Aplaudo He pelo que parece ser um exercício teórico impressionante: um complexo hoteleiro de 500 quartos projetado em minutos com a ajuda da IA. Mas ela parece confusa. “Oh”, ela diz casualmente, “isso já foi construído! Demorou quatro meses e meio do início ao fim.”

As promessas – e os perigos – da IA ​​têm dominado o mundo da arquitectura e do design nos últimos meses, mas poucos compreenderam que a revolução já está em curso. Ferramentas de criação de imagens como Dall-E, Midjourney e Stable Diffusion permitiram a criação sem esforço de visões sedutoras: arranha-céus no estilo de Frank Lloyd Wright, misturas fantásticas de ficção científica e art nouveau, escadarias de marshmallow, edifícios feitos de lixo. Pode ser divertido visualizar Gaudí a conceber dispositivos de cozinha ou Le Corbusier a abraçar o parametrismo, mas a IA já está a ser implementada para moldar o mundo real – com consequências de longo alcance.

“O problema com os arquitetos é que nos concentramos quase inteiramente nas imagens”, diz Neil Leach, autor de Architecture in the Age of Artificial Intelligence. “Mas a mudança mais revolucionária está na área menos atraente: a automação de todo o pacote de design, desde o desenvolvimento das opções iniciais até a construção. Em termos de pensamento estratégico e análise em tempo real, a IA já está muito além do que os arquitetos humanos são capazes. Este pode ser o último prego no caixão de uma profissão em dificuldades.”

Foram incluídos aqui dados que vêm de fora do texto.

//! # Recurrent Sequence Model
//!
//! $$
//! \hat x_{t+1} = g\!\left(\mathrm{LSTM}(x_{t-w+1}, \dots, x_t)\right)
//! $$
//!
//! LSTM price forecaster over a fixed-length sliding window of min-max
//! normalized prices. Training minimizes mean-squared error with AdamW over a
//! fixed epoch budget and is deterministic for a fixed random seed.

use candle_core::DType;
use candle_core::Device;
use candle_core::Tensor;
use candle_nn::linear;
use candle_nn::rnn::lstm;
use candle_nn::rnn::LSTMConfig;
use candle_nn::rnn::LSTM;
use candle_nn::AdamW;
use candle_nn::Linear;
use candle_nn::Module;
use candle_nn::Optimizer;
use candle_nn::ParamsAdamW;
use candle_nn::VarBuilder;
use candle_nn::VarMap;
use candle_nn::RNN;
use ndarray::Array2;
use ndarray::Axis;
use rand::rngs::StdRng;
use rand::seq::SliceRandom;
use rand::Rng;
use rand::SeedableRng;
use tracing::debug;

use crate::error::PipelineError;
use crate::error::Result;
use crate::forecast::RecursiveForecaster;

/// Hyperparameters for the recurrent sequence model.
#[derive(Clone, Copy, Debug)]
pub struct LstmTrainConfig {
  /// Sliding-window length in trading days.
  pub window: usize,
  /// LSTM hidden units.
  pub hidden: usize,
  /// Width of the dense layer between the LSTM and the scalar head.
  pub dense: usize,
  pub epochs: usize,
  pub batch_size: usize,
  pub learning_rate: f64,
  pub seed: u64,
}

impl Default for LstmTrainConfig {
  fn default() -> Self {
    Self {
      window: 60,
      hidden: 50,
      dense: 25,
      epochs: 50,
      batch_size: 32,
      learning_rate: 1e-3,
      seed: 42,
    }
  }
}

/// Min-max normalization to `[0, 1]`, fitted on the training segment only.
#[derive(Clone, Copy, Debug)]
struct MinMaxScaler {
  min: f64,
  max: f64,
}

impl MinMaxScaler {
  fn fit(values: &[f64]) -> Result<Self> {
    let min = values.iter().cloned().fold(f64::INFINITY, f64::min);
    let max = values.iter().cloned().fold(f64::NEG_INFINITY, f64::max);
    if !min.is_finite() || !max.is_finite() || max - min < f64::EPSILON {
      return Err(PipelineError::InsufficientData(
        "cannot min-max normalize a constant or empty series".to_string(),
      ));
    }
    Ok(Self { min, max })
  }

  fn transform(&self, value: f64) -> f32 {
    ((value - self.min) / (self.max - self.min)) as f32
  }

  fn inverse(&self, value: f32) -> f64 {
    self.min + value as f64 * (self.max - self.min)
  }
}

struct SequenceNet {
  lstm: LSTM,
  dense: Linear,
  head: Linear,
}

impl SequenceNet {
  fn new(vs: VarBuilder, hidden: usize, dense_dim: usize) -> Result<Self> {
    let lstm = lstm(1, hidden, LSTMConfig::default(), vs.pp("lstm"))?;
    let dense = linear(hidden, dense_dim, vs.pp("dense"))?;
    let head = linear(dense_dim, 1, vs.pp("head"))?;
    Ok(Self { lstm, dense, head })
  }

  /// Forward pass over `(batch, window, 1)` inputs; returns `(batch, 1)`.
  fn forward(&self, xs: &Tensor) -> Result<Tensor> {
    let states = self.lstm.seq(xs)?;
    let last = states.last().ok_or_else(|| {
      PipelineError::NonConvergence("LSTM produced no states for an empty sequence".to_string())
    })?;
    let x = self.dense.forward(last.h())?.relu()?;
    Ok(self.head.forward(&x)?)
  }
}

/// LSTM forecaster. Untrained until [`LstmModel::fit`] succeeds; prediction
/// entry points report [`PipelineError::UntrainedModel`] before that.
pub struct LstmModel {
  config: LstmTrainConfig,
  device: Device,
  varmap: VarMap,
  net: SequenceNet,
  scaler: Option<MinMaxScaler>,
  /// Last `window` scaled training prices, newest last.
  train_tail: Vec<f32>,
}

impl LstmModel {
  pub fn new(config: LstmTrainConfig) -> Result<Self> {
    if config.window == 0 || config.hidden == 0 || config.dense == 0 || config.batch_size == 0 {
      return Err(PipelineError::InvalidConfiguration(
        "LSTM window, hidden, dense and batch_size must all be positive".to_string(),
      ));
    }

    let device = Device::Cpu;
    let varmap = VarMap::new();
    let vs = VarBuilder::from_varmap(&varmap, DType::F32, &device);
    let net = SequenceNet::new(vs, config.hidden, config.dense)?;
    seed_parameters(&varmap, &device, config.seed)?;

    Ok(Self {
      config,
      device,
      varmap,
      net,
      scaler: None,
      train_tail: Vec::new(),
    })
  }

  pub fn config(&self) -> &LstmTrainConfig {
    &self.config
  }

  /// Train on a raw price series. Requires at least `window + 2` observations
  /// so at least two supervised sequences exist.
  pub fn fit(&mut self, train: &[f64]) -> Result<()> {
    let window = self.config.window;
    if train.len() < window + 2 {
      return Err(PipelineError::InsufficientData(format!(
        "LSTM training requires at least {} observations, got {}",
        window + 2,
        train.len()
      )));
    }

    let scaler = MinMaxScaler::fit(train)?;
    let scaled: Vec<f32> = train.iter().map(|&v| scaler.transform(v)).collect();

    let n_sequences = scaled.len() - window;
    let mut x_data = Array2::<f32>::zeros((n_sequences, window));
    let mut y_data = Vec::with_capacity(n_sequences);
    for i in 0..n_sequences {
      for j in 0..window {
        x_data[[i, j]] = scaled[i + j];
      }
      y_data.push(scaled[i + window]);
    }

    let optimizer_params = ParamsAdamW {
      lr: self.config.learning_rate,
      ..ParamsAdamW::default()
    };
    let mut opt = AdamW::new(self.varmap.all_vars(), optimizer_params)?;

    let mut order: Vec<usize> = (0..n_sequences).collect();
    let mut rng = StdRng::seed_from_u64(self.config.seed);
    let mut last_loss = f32::NAN;

    for epoch in 1..=self.config.epochs {
      order.shuffle(&mut rng);

      let mut epoch_loss = 0.0_f32;
      let mut batches = 0usize;
      for start in (0..n_sequences).step_by(self.config.batch_size) {
        let end = (start + self.config.batch_size).min(n_sequences);
        let batch_idx = &order[start..end];

        let xb = x_data.select(Axis(0), batch_idx);
        let yb: Vec<f32> = batch_idx.iter().map(|&i| y_data[i]).collect();
        let xb = sequences_to_tensor(&xb, &self.device)?;
        let yb = Tensor::from_slice(&yb, (batch_idx.len(), 1), &self.device)?;

        let pred = self.net.forward(&xb)?;
        let loss = candle_nn::loss::mse(&pred, &yb)?;
        opt.backward_step(&loss)?;

        epoch_loss += loss.to_scalar::<f32>()?;
        batches += 1;
      }

      last_loss = epoch_loss / batches.max(1) as f32;
      debug!(epoch, loss = last_loss, "LSTM training epoch");
    }

    if !last_loss.is_finite() {
      return Err(PipelineError::NonConvergence(format!(
        "LSTM training loss diverged to {last_loss} after {} epochs",
        self.config.epochs
      )));
    }

    self.train_tail = scaled[scaled.len() - window..].to_vec();
    self.scaler = Some(scaler);
    Ok(())
  }

  fn trained_scaler(&self) -> Result<&MinMaxScaler> {
    self.scaler.as_ref().ok_or_else(|| {
      PipelineError::UntrainedModel("LSTM has not been fitted (missing scaler)".to_string())
    })
  }

  fn predict_scaled(&self, window: &[f32]) -> Result<f32> {
    let xs = Tensor::from_slice(window, (1, window.len(), 1), &self.device)?;
    let pred = self.net.forward(&xs)?;
    Ok(pred.flatten_all()?.to_vec1::<f32>()?[0])
  }

  /// One-step-ahead predictions for each value of `test`, conditioning on the
  /// realized history (training tail plus observed test values).
  pub fn one_step_predictions(&self, test: &[f64]) -> Result<Vec<f64>> {
    let scaler = self.trained_scaler()?;
    let window = self.config.window;

    let mut history = self.train_tail.clone();
    history.extend(test.iter().map(|&v| scaler.transform(v)));

    let mut out = Vec::with_capacity(test.len());
    for i in 0..test.len() {
      let slice = &history[i..i + window];
      let pred = self.predict_scaled(slice)?;
      out.push(scaler.inverse(pred));
    }
    Ok(out)
  }
}

impl RecursiveForecaster for LstmModel {
  fn is_trained(&self) -> bool {
    self.scaler.is_some()
  }

  fn forecast_path(&self, steps: usize) -> Result<Vec<f64>> {
    let scaler = self.trained_scaler()?;

    let mut window = self.train_tail.clone();
    let mut path = Vec::with_capacity(steps);
    for _ in 0..steps {
      let pred = self.predict_scaled(&window)?;
      if !pred.is_finite() {
        return Err(PipelineError::NonConvergence(
          "LSTM recursion produced a non-finite prediction".to_string(),
        ));
      }
      path.push(scaler.inverse(pred));
      window.push(pred);
      window.remove(0);
    }
    Ok(path)
  }
}

/// Reinitialize every network parameter from a seeded generator, uniform in
/// `[-1/sqrt(fan_in), 1/sqrt(fan_in)]`. Variables are visited in name order
/// so a fixed seed yields identical weights on every construction.
fn seed_parameters(varmap: &VarMap, device: &Device, seed: u64) -> Result<()> {
  let vars = varmap.data().lock().map_err(|_| {
    PipelineError::NonConvergence("variable store lock poisoned".to_string())
  })?;
  let mut names: Vec<&String> = vars.keys().collect();
  names.sort();

  let mut rng = StdRng::seed_from_u64(seed);
  for name in names {
    let var = &vars[name];
    let shape = var.shape().clone();
    let fan_in = shape.dims().last().copied().unwrap_or(1).max(1);
    let limit = (1.0 / fan_in as f64).sqrt() as f32;
    let values: Vec<f32> = (0..shape.elem_count())
      .map(|_| rng.gen_range(-limit..limit))
      .collect();
    let init = Tensor::from_vec(values, shape, device)?;
    var.set(&init)?;
  }
  Ok(())
}

fn sequences_to_tensor(batch: &Array2<f32>, device: &Device) -> Result<Tensor> {
  let slice = batch.as_slice().ok_or_else(|| {
    PipelineError::NonConvergence("sequence batch must be contiguous".to_string())
  })?;
  Ok(Tensor::from_slice(
    slice,
    (batch.nrows(), batch.ncols(), 1),
    device,
  )?)
}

Na opinião de Leach, o XKool está na vanguarda da IA ​​arquitetônica. E está crescendo rapidamente: mais de 50 mil pessoas já o utilizam na China, e uma versão em inglês de sua ferramenta de IA imagem a imagem, LookX, acaba de ser lançada. Wanyu He fundou a empresa em 2016, com outras pessoas que trabalhavam para o OMA, o escritório de arquitetura de Rem Koolhaas (daí os nomes da empresa). Eles ficaram desiludidos com o que consideravam uma forma ultrapassada de trabalhar. “Não foi assim que imaginei o futuro da arquitetura”, diz He, que trabalhou no escritório do OMA em Rotterdam antes de se mudar para a China para supervisionar a construção do edifício da Bolsa de Valores de Shenzhen. “Os processos de projeto e construção eram muito tradicionais e carentes de inovação.”

Ela e seus colegas foram inspirados a lançar sua startup depois de testemunharem AlphaGo, o primeiro programa de computador a derrotar um campeão humano no jogo de tabuleiro chinês Go em 2016. “E se pudéssemos introduzir essa inteligência em nossa maneira de trabalhar com design algorítmico?” ela diz. “O CAD [desenho auxiliado por computador] data da década de 70. O BIM [modelagem de informações de construção] é da década de 90. Agora que temos o poder da computação em nuvem e do big data, é hora de algo novo.”